**Material for this exercise:**
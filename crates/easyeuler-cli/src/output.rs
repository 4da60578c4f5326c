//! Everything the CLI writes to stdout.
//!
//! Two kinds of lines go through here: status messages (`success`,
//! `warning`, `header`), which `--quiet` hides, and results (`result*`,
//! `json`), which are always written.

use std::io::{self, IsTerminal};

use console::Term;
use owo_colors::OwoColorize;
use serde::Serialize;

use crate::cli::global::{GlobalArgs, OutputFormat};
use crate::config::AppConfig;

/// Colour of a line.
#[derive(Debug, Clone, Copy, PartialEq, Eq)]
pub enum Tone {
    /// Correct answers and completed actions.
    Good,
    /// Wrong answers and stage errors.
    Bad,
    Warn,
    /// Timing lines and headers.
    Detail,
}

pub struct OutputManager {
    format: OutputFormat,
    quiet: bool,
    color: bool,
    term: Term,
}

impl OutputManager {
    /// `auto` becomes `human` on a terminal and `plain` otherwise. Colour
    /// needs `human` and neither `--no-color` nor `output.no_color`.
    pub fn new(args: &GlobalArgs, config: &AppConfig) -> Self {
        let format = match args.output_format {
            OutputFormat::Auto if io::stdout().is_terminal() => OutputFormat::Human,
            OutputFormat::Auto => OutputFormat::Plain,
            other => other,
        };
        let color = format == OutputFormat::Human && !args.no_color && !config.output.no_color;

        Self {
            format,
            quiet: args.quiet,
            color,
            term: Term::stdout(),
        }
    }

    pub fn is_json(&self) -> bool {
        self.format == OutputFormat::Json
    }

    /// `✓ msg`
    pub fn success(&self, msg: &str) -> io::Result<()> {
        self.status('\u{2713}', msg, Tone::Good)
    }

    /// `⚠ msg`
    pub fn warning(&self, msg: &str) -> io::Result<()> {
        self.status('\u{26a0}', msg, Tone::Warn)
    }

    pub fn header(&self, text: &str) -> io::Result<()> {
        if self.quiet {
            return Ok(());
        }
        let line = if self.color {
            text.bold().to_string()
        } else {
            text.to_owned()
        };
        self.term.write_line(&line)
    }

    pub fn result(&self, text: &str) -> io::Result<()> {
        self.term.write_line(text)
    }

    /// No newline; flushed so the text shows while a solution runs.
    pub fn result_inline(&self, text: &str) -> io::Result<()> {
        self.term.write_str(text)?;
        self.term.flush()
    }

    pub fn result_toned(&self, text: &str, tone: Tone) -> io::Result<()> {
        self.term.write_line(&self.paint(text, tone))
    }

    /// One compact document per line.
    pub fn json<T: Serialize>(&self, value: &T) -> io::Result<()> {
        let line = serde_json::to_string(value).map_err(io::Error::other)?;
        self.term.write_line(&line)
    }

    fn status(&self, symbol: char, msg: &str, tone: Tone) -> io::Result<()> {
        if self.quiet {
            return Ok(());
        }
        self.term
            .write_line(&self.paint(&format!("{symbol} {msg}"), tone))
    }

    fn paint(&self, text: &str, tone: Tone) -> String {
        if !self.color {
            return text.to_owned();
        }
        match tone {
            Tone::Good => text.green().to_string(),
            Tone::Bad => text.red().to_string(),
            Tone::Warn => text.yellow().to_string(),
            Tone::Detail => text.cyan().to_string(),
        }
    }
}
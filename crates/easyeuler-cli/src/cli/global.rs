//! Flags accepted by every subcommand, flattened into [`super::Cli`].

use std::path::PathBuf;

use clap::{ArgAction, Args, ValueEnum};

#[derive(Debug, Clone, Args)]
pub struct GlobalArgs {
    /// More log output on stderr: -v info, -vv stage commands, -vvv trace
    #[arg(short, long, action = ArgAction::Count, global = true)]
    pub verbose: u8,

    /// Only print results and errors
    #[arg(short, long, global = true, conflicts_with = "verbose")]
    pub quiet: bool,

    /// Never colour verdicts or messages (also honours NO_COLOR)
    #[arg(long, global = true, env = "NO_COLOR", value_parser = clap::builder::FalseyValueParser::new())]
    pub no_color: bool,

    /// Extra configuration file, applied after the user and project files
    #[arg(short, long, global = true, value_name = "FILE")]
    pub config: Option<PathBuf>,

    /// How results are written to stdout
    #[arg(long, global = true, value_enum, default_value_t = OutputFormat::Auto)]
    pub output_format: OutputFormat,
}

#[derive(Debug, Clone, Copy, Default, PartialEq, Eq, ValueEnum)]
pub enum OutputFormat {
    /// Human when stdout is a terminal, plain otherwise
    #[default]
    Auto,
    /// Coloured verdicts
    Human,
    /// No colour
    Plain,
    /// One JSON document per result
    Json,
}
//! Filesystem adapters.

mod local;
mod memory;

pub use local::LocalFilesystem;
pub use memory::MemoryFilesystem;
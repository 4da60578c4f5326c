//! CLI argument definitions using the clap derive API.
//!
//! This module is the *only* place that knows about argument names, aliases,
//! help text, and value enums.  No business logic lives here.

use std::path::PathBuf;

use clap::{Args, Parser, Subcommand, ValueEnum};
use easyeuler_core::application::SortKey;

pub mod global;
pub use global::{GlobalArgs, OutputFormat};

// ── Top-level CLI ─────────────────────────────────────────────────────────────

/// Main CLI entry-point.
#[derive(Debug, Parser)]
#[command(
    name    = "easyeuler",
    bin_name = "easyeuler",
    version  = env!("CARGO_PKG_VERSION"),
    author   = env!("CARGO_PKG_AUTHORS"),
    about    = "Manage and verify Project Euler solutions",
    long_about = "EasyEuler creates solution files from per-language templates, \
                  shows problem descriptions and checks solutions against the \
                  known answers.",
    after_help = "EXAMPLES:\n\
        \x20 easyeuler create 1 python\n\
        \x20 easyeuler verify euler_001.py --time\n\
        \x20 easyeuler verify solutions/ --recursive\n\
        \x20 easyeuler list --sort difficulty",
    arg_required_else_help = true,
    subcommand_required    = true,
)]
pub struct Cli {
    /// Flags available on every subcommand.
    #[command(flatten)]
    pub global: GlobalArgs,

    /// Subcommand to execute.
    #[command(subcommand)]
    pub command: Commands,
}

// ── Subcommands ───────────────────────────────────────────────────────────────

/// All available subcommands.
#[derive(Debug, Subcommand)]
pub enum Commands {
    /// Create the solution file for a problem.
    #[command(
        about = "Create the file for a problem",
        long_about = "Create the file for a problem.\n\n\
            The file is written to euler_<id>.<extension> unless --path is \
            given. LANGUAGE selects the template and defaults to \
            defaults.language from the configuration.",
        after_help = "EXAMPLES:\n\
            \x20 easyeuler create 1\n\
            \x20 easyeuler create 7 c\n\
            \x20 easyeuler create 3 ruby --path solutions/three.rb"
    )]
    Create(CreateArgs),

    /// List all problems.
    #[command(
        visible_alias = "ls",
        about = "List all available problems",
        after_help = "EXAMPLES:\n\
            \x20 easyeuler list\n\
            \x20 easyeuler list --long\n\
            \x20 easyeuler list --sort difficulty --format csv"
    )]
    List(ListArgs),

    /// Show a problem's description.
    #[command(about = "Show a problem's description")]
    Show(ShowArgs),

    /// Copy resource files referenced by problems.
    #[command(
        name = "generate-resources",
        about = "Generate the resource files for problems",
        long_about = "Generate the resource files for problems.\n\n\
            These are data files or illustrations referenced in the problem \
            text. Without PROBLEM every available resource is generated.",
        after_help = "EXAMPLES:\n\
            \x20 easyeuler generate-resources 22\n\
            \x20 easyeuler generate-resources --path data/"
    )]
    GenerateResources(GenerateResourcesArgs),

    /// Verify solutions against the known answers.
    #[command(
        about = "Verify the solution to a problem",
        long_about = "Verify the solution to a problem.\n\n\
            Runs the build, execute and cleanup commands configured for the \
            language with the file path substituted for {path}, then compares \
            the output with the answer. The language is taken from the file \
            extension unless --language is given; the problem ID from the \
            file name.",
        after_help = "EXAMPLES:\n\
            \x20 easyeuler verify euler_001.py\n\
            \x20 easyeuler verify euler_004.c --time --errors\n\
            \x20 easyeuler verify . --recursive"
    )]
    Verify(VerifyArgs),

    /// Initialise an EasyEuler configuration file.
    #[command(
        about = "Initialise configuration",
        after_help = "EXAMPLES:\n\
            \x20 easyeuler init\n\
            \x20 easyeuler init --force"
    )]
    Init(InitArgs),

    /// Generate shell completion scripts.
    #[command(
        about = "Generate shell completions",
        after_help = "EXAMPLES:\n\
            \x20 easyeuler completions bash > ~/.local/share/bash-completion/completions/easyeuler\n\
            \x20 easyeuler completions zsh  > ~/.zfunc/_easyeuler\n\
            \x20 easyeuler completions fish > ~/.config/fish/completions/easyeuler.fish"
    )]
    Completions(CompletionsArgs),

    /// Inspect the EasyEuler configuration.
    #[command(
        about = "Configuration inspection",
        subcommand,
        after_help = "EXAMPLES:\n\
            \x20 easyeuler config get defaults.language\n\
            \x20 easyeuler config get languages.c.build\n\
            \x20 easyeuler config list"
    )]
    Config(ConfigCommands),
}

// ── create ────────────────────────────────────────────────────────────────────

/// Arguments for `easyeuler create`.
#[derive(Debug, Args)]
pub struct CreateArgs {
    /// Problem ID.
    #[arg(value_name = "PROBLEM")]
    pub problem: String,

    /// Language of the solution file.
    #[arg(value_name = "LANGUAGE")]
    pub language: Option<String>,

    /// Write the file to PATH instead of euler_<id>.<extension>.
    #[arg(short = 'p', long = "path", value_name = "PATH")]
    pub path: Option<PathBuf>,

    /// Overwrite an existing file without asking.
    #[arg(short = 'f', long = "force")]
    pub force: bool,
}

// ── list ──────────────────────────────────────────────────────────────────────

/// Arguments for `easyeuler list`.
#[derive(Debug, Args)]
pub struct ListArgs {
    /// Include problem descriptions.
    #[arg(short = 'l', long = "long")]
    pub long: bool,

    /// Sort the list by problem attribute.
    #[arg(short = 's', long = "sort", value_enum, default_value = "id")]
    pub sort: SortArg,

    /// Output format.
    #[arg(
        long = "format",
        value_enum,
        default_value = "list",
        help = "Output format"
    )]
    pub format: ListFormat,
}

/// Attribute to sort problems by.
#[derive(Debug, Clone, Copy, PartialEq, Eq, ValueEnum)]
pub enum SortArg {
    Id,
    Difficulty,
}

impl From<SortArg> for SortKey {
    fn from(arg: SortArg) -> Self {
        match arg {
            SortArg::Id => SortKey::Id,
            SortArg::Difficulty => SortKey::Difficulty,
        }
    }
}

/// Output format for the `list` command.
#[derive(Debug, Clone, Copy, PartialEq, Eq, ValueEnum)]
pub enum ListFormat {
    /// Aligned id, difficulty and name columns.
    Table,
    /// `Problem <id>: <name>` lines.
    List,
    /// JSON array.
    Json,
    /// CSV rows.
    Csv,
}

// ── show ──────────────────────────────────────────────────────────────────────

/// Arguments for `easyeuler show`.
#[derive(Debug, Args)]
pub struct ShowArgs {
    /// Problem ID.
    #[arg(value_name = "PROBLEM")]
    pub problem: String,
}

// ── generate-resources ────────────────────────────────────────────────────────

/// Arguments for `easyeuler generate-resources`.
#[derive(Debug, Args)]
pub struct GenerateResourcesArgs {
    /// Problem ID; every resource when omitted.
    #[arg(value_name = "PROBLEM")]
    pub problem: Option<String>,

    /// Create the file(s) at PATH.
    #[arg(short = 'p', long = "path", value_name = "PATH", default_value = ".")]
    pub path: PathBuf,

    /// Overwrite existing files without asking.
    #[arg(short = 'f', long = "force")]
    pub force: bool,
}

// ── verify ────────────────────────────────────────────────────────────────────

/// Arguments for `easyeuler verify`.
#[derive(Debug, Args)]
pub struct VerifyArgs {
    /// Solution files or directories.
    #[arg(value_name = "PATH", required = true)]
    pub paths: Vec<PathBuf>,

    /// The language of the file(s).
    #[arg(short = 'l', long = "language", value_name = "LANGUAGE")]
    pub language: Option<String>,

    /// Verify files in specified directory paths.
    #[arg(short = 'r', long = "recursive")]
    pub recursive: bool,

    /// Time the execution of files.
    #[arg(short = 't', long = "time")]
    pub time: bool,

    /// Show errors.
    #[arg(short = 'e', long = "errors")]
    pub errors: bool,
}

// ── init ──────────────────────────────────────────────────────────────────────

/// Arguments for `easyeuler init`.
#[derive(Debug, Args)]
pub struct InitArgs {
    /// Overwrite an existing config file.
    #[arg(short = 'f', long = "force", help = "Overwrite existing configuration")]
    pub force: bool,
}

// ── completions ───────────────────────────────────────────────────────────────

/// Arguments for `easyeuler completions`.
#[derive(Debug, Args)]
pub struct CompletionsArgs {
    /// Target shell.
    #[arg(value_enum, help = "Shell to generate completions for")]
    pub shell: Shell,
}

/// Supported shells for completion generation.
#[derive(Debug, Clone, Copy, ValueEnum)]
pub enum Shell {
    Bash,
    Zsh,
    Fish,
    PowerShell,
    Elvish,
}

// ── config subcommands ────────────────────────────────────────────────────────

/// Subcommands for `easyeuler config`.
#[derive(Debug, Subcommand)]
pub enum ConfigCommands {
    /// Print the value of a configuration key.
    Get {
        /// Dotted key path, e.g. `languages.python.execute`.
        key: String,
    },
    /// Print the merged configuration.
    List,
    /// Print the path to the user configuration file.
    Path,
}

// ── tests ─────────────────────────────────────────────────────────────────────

**Your assignment:** The answer should be an exact copy of the lines from the first line of the data through the line with "are always written." and should contain nothing else.

**Answer for this exercise:**
filename crates/easyeuler-cli/src/output.rs
repository 4da60578c4f5326c
//! Everything the CLI writes to stdout.
//!
//! Two kinds of lines go through here: status messages (`success`,
//! `warning`, `header`), which `--quiet` hides, and results (`result*`,
//! `json`), which are always written.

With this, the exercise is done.